##### DATASET #####

//! apichain CLI - runs chained API test suites described in YAML.

use anyhow::{anyhow, Context, Result};
use apichain::{
    CallPipeline, ExecutionPlan, NodeResult, Orchestrator, PlanRunner, Project, ProjectLoader,
    RunReport,
};
use chrono::Utc;
use clap::{Parser, ValueEnum};
use std::fs::{self, File};
use std::io::Write;
use std::path::{Path, PathBuf};
use std::process::exit;
use std::sync::Arc;
use tracing::{debug, error, info, warn};
use tracing_subscriber::{fmt, EnvFilter};

/// Run API test suites whose calls feed each other through `${...}`
/// variables.
#[derive(Parser, Debug)]
#[command(name = "apichain", version, about)]
struct Cli {
    /// Project file or directory of project files.
    #[arg(short = 'p', long = "path", default_value = ".")]
    path: PathBuf,

    /// Run only this suite (and the suites it depends on).
    #[arg(short = 's', long = "suite")]
    suite: Option<String>,

    /// Maximum number of scenarios running at the same time.
    #[arg(short = 'w', long = "workers", env = "APICHAIN_WORKERS")]
    workers: Option<usize>,

    /// Timeout in seconds per API call.
    #[arg(short = 't', long = "timeout")]
    timeout: Option<u64>,

    /// Base URL for relative API urls.
    #[arg(short = 'b', long = "base-url", env = "APICHAIN_BASE_URL")]
    base_url: Option<String>,

    /// Keep running dependents and remaining steps after a failure.
    #[arg(long = "continue-on-failure")]
    continue_on_failure: bool,

    /// Validate the project and print the execution order without
    /// sending any request.
    #[arg(long = "check")]
    check: bool,

    /// Directory to save the run report.
    #[arg(short = 'r', long = "report-dir")]
    report_dir: Option<PathBuf>,

    /// Report output format.
    #[arg(long = "report-format", default_value = "json")]
    report_format: ReportFormat,

    /// Enable verbose logging.
    #[arg(short = 'v', long = "verbose")]
    verbose: bool,
}

#[derive(Debug, Clone, Copy, PartialEq, ValueEnum)]
enum ReportFormat {
    Json,
    Yaml,
    Text,
}

fn init_tracing(verbose: bool) {
    if std::env::var_os("RUST_LOG").is_none() {
        let level = if verbose { "debug" } else { "info" };
        std::env::set_var("RUST_LOG", level);
    }

    if tracing::dispatcher::has_been_set() {
        return;
    }

    let _ = fmt()
        .with_env_filter(EnvFilter::from_default_env())
        .with_target(false)
        .with_level(true)
        .with_thread_ids(false)
        .with_thread_names(false)
        .try_init();
}

fn load_project(cli: &Cli) -> Result<Project> {
    if !cli.path.exists() {
        return Err(anyhow!("Path does not exist: {}", cli.path.display()));
    }
    let mut project = ProjectLoader::new()
        .load(&cli.path)
        .context(format!("Failed to load project from {}", cli.path.display()))?;

    if project.apis.is_empty() && project.suites.is_empty() {
        return Err(anyhow!("No API definitions or suites found in {}", cli.path.display()));
    }

    if project.name.is_empty() {
        project.name = cli
            .path
            .file_stem()
            .and_then(|stem| stem.to_str())
            .unwrap_or("apichain")
            .to_string();
    }

    let config = &mut project.config;
    if let Some(workers) = cli.workers {
        config.max_workers = workers;
    }
    if let Some(timeout) = cli.timeout {
        config.timeout = timeout;
    }
    if let Some(base_url) = &cli.base_url {
        config.base_url = Some(base_url.clone());
    }
    if cli.continue_on_failure {
        config.continue_on_failure = true;
    }
    Ok(project)
}

fn print_check(plan: &ExecutionPlan, suite: Option<&str>) {
    info!("Project '{}' is valid", plan.name());
    for suite_id in plan.suite_order(suite) {
        info!("suite {}", suite_id);
        for scenario_id in plan.scenario_closure(suite_id) {
            info!("  scenario {}", scenario_id);
            for api_id in plan.api_closure(scenario_id) {
                info!("    api {}", api_id);
            }
        }
    }
}

fn print_node(result: &NodeResult, depth: usize, verbose: bool) {
    let status = if result.passed() {
        "\x1b[32mPASS\x1b[0m"
    } else {
        "\x1b[31mFAIL\x1b[0m"
    };
    let indent = "  ".repeat(depth);
    info!(
        "{}{} {} {} ({} ms)",
        indent, status, result.kind, result.id, result.duration_ms
    );

    if let Some(failure) = &result.failure {
        error!("{}  \x1b[31m{}\x1b[0m", indent, failure);
    }

    if verbose {
        if let Some(request) = &result.request {
            debug!("{}  Request: {}", indent, truncate(&request.to_string()));
        }
        if let Some(response) = &result.response {
            debug!("{}  Response: {}", indent, truncate(&response.to_string()));
        }
    }

    for child in &result.children {
        print_node(child, depth + 1, verbose);
    }
}

fn truncate(text: &str) -> String {
    match text.char_indices().nth(500) {
        Some((idx, _)) => format!("{}...(truncated)", &text[..idx]),
        None => text.to_string(),
    }
}

fn render_text(report: &RunReport) -> String {
    fn node(content: &mut String, result: &NodeResult, depth: usize) {
        let indent = "  ".repeat(depth);
        content.push_str(&format!(
            "{}{} {} ({}, {} ms)\n",
            indent,
            result.kind,
            result.id,
            if result.passed() { "PASS" } else { "FAIL" },
            result.duration_ms
        ));
        if let Some(failure) = &result.failure {
            content.push_str(&format!("{indent}  Error: {failure}\n"));
        }
        for child in &result.children {
            node(content, child, depth + 1);
        }
    }

    let mut content = String::new();
    content.push_str(&format!("Project: {}\n", report.project));
    content.push_str(&format!(
        "Status: {}\n",
        if report.success() { "PASS" } else { "FAIL" }
    ));
    content.push_str(&format!(
        "Scenarios: {} passed, {} failed\n",
        report.passed, report.failed
    ));
    content.push_str(&format!("Duration: {} ms\n\n", report.total_duration_ms));
    for suite in &report.suites {
        node(&mut content, suite, 0);
    }
    content
}

fn save_report(report: &RunReport, report_dir: &Path, format: ReportFormat) -> Result<PathBuf> {
    if !report_dir.exists() {
        fs::create_dir_all(report_dir)?;
    }

    let timestamp = Utc::now().timestamp();
    let sanitized_name = report.project.replace([' ', '/'], "_");

    let (filename, content) = match format {
        ReportFormat::Json => (
            format!("{sanitized_name}-{timestamp}.json"),
            serde_json::to_string_pretty(report)?,
        ),
        ReportFormat::Yaml => (
            format!("{sanitized_name}-{timestamp}.yaml"),
            serde_yaml::to_string(report)?,
        ),
        ReportFormat::Text => (
            format!("{sanitized_name}-{timestamp}.txt"),
            render_text(report),
        ),
    };

    let file_path = report_dir.join(filename);
    let mut file = File::create(&file_path)?;
    file.write_all(content.as_bytes())?;

    Ok(file_path)
}

#[tokio::main]
async fn main() -> Result<()> {
    let args = Cli::parse();

    init_tracing(args.verbose);

    let project = load_project(&args)?;
    let pipeline = CallPipeline::http().with_default_headers(project.config.headers.clone());

    let plan = match ExecutionPlan::build(project, &pipeline) {
        Ok(plan) => Arc::new(plan),
        Err(err) => {
            error!("\x1b[31m{}\x1b[0m", err);
            exit(1);
        }
    };

    if let Some(suite) = &args.suite {
        if plan.suite(suite).is_none() {
            return Err(anyhow!("Unknown suite: {suite}"));
        }
    }

    if args.check {
        print_check(&plan, args.suite.as_deref());
        return Ok(());
    }

    let orchestrator = Orchestrator::new(Arc::new(pipeline)).with_suite_filter(args.suite.clone());

    let cancel = orchestrator.cancel_token();
    tokio::spawn(async move {
        if tokio::signal::ctrl_c().await.is_ok() {
            warn!("Interrupted, cancelling in-flight requests");
            cancel.cancel();
        }
    });

    let report = orchestrator.run(plan).await;

    for suite in &report.suites {
        print_node(suite, 0, args.verbose);
    }
    info!(
        "Summary:\n  Total: {}\n  \x1b[32mPassed: {}\x1b[0m\n  \x1b[31mFailed: {}\x1b[0m\n  Duration: {} ms",
        report.passed + report.failed,
        report.passed,
        report.failed,
        report.total_duration_ms
    );

    if let Some(dir) = &args.report_dir {
        match save_report(&report, dir, args.report_format) {
            Ok(path) => info!("Report saved: {}", path.display()),
            Err(e) => error!("Failed to save report: {}", e),
        }
    }

    if !report.success() {
        exit(1);
    }

    Ok(())
}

#####

Extract every line above that contains the word "children".

    for child in &result.children {
        for child in &result.children {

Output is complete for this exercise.